Spokane County finds itself in a situation similar to the city, but with a few advantages. Not only is the county designated as the lead agency in the area's growth management efforts, but it also has a lot more land available than the city does.


Next week, a series of public hearings will be held where residents of the county will be able to provide feedback on the county's proposed comp plan, which has yet to be approved by the county commissioners.


Just as in the city, residents in the county have already had many opportunities to provide input on the plan. But to make absolutely certain no one can accuse the county government of trying to exclude input from anyone, last week the county commissioners unanimously approved of a mailer to be sent to the owners of the 90,000 parcels located in the unincorporated area. So far, however, the level of controversy surrounding the city's plan has not been shared by the county -- perhaps because there is a significant amount of growth planned for there.

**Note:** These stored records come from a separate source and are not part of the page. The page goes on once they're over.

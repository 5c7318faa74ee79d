use std::{cmp::Ordering, fmt, vec};

use serde::{Deserialize, Serialize};
use serde_json::Value;

#[derive(Debug, Clone, Copy, PartialEq, Eq, Default, Serialize, Deserialize)]
#[serde(rename_all = "lowercase")]
pub enum Direction {
    #[default]
    Ascending,
    Descending,
}

impl Direction {
    pub fn toggled(self) -> Self {
        match self {
            Direction::Ascending => Direction::Descending,
            Direction::Descending => Direction::Ascending,
        }
    }

    pub(crate) fn apply(self, ordering: Ordering) -> Ordering {
        match self {
            Direction::Ascending => ordering,
            Direction::Descending => ordering.reverse(),
        }
    }
}

impl fmt::Display for Direction {
    fn fmt(&self, f: &mut fmt::Formatter<'_>) -> fmt::Result {
        match self {
            Direction::Ascending => write!(f, "asc"),
            Direction::Descending => write!(f, "desc"),
        }
    }
}

#[derive(Debug, Clone, PartialEq, Eq, Serialize, Deserialize)]
pub struct SortOrder {
    pub property: String,
    pub direction: Direction,
}

impl SortOrder {
    pub fn asc(property: impl Into<String>) -> Self {
        Self {
            property: property.into(),
            direction: Direction::Ascending,
        }
    }

    pub fn desc(property: impl Into<String>) -> Self {
        Self {
            property: property.into(),
            direction: Direction::Descending,
        }
    }
}

/// Case-insensitive substring match over one field, or over every scalar
/// field when no field is named.
#[derive(Debug, Clone, Default, PartialEq, Eq)]
pub struct Filter {
    pub field: Option<String>,
    pub text: String,
}

impl Filter {
    pub fn any(text: impl Into<String>) -> Self {
        Self {
            field: None,
            text: text.into(),
        }
    }

    pub fn on(field: impl Into<String>, text: impl Into<String>) -> Self {
        Self {
            field: Some(field.into()),
            text: text.into(),
        }
    }

    pub fn is_empty(&self) -> bool {
        self.text.trim().is_empty()
    }

    pub fn matches(&self, row: &Value) -> bool {
        if self.is_empty() {
            return true;
        }
        let needle = self.text.trim().to_lowercase();
        match &self.field {
            Some(field) => row
                .get(field)
                .is_some_and(|value| scalar_contains(value, &needle)),
            None => row
                .as_object()
                .is_some_and(|map| map.values().any(|value| scalar_contains(value, &needle))),
        }
    }
}

fn scalar_contains(value: &Value, needle: &str) -> bool {
    match value {
        Value::String(text) => text.to_lowercase().contains(needle),
        Value::Number(num) => num.to_string().contains(needle),
        _ => false,
    }
}

/// Page index, page size, sort keys and filter for one page request.
/// Nothing is retained between requests.
#[derive(Debug, Clone, PartialEq, Eq)]
pub struct PageRequest {
    pub page: usize,
    pub size: usize,
    pub sort: Vec<SortOrder>,
    pub filter: Filter,
}

impl PageRequest {
    pub fn new(page: usize, size: usize) -> Self {
        Self {
            page,
            size,
            sort: Vec::new(),
            filter: Filter::default(),
        }
    }

    pub fn with_sort(mut self, sort: Vec<SortOrder>) -> Self {
        self.sort = sort;
        self
    }

    pub fn with_filter(mut self, filter: Filter) -> Self {
        self.filter = filter;
        self
    }

    pub fn offset(&self) -> usize {
        self.page.saturating_mul(self.size)
    }
}

/// The rows of a single page. Consumed once; request the page again to
/// re-read it.
#[derive(Debug)]
pub struct PageStream<E> {
    page: usize,
    rows: vec::IntoIter<E>,
}

impl<E> PageStream<E> {
    pub fn new(page: usize, rows: Vec<E>) -> Self {
        Self {
            page,
            rows: rows.into_iter(),
        }
    }

    pub fn page(&self) -> usize {
        self.page
    }
}

impl<E> Iterator for PageStream<E> {
    type Item = E;

    fn next(&mut self) -> Option<E> {
        self.rows.next()
    }

    fn size_hint(&self) -> (usize, Option<usize>) {
        self.rows.size_hint()
    }
}

impl<E> ExactSizeIterator for PageStream<E> {}

/// Nulls first, then booleans, numbers and strings compared within their type.
pub(crate) fn compare_values(a: &Value, b: &Value) -> Ordering {
    match (a, b) {
        (Value::Null, Value::Null) => Ordering::Equal,
        (Value::Null, _) => Ordering::Less,
        (_, Value::Null) => Ordering::Greater,
        (Value::Bool(x), Value::Bool(y)) => x.cmp(y),
        (Value::Number(x), Value::Number(y)) => x
            .as_f64()
            .partial_cmp(&y.as_f64())
            .unwrap_or(Ordering::Equal),
        (Value::String(x), Value::String(y)) => x.to_lowercase().cmp(&y.to_lowercase()),
        _ => a.to_string().cmp(&b.to_string()),
    }
}

#[cfg(test)]
mod tests {
    use super::*;
    use serde_json::json;

    #[test]
    fn filter_on_field_is_case_insensitive() {
        let row = json!({"firstName": "Ada", "lastName": "Lovelace", "important": true});
        assert!(Filter::on("lastName", "LOVE").matches(&row));
        assert!(!Filter::on("firstName", "love").matches(&row));
        assert!(Filter::any("love").matches(&row));
        assert!(Filter::any("  ").matches(&row));
        assert!(!Filter::any("true").matches(&row));
    }

    #[test]
    fn nulls_sort_before_values() {
        assert_eq!(compare_values(&Value::Null, &json!("a")), Ordering::Less);
        assert_eq!(compare_values(&json!(false), &json!(true)), Ordering::Less);
        assert_eq!(compare_values(&json!("b"), &json!("A")), Ordering::Greater);
        assert_eq!(
            Direction::Descending.apply(compare_values(&json!(1), &json!(2))),
            Ordering::Greater
        );
    }

    #[test]
    fn page_stream_is_exact_sized() {
        let mut stream = PageStream::new(2, vec![1, 2, 3]);
        assert_eq!(stream.page(), 2);
        assert_eq!(stream.len(), 3);
        stream.next();
        assert_eq!(stream.len(), 2);
        assert_eq!(PageRequest::new(2, 25).offset(), 50);
    }
}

Throughout the entire process, the county and the city have collaborated on issues such as building density and zoning issues, and the county's comp plan resembles the city's quite a bit.


"We started with the same type of concept as the city, and that is what we call mixed-use centers," says Spokane County planner Paul Jensen. "We had the same start, and our plan features the same kind of fabric, if you will."


It also features some new components, especially in the rural parts of the county. "The rural conservation designation is a new component," says Jensen. "There, we'll have a 20-acre minimum lot size, and a component called clustering which has been received fairly well by those who understand it. These are the most sensitive areas, where we would be much better off requiring large green areas and clustering of residences. Let's say you own 100 acres with a sensitive area on it. You could put 10 units [of housing] on the 20 acres where you can build and leave the rest of the area alone." Sensitive areas are typically waterways or wetlands.


Another new designation is limited development areas, which are typically areas along the major routes, which have developed over time, so they already have commercial, industrial and residential uses.


"The designation simply recognizes these developments -- and we expect to see a limited expansion of those areas in the future," says Jensen. Good examples are the areas around the Mead Airport and Liberty Lake (the part that is not incorporated into the city of Liberty Lake).


"Finally there are the rural activity centers, they are the centers and corridors of the city gone country," says Jensen. "Here people want to be able to build a gas station and provide traditional services like food and a place for residents to go get a pizza and go get a movie without going all the way into town." The small communities in Four Lakes and Chattaroy are good examples of this designation.


County Planning Director Michael Needham insists there has been a lot of collaboration on the county's plan, not only with the city of Spokane, but also with other smaller towns and communities in the area.


"We meet regularly, and we open up our plans for their input. We ask what they have in mind for specific areas, and we try to anticipate where there may be a conflict, and then get together and talk about that," he says.


Just like in the city, the comprehensive plan for the county changes the land use designation, and following those changes zoning may change, too.


"Zoning is what most people come into contact with because they want a building permit," says Needham, "and, we ask, 'How is your land zoned?' " He adds that over the years, the county has received a few hundred comments on future zoning.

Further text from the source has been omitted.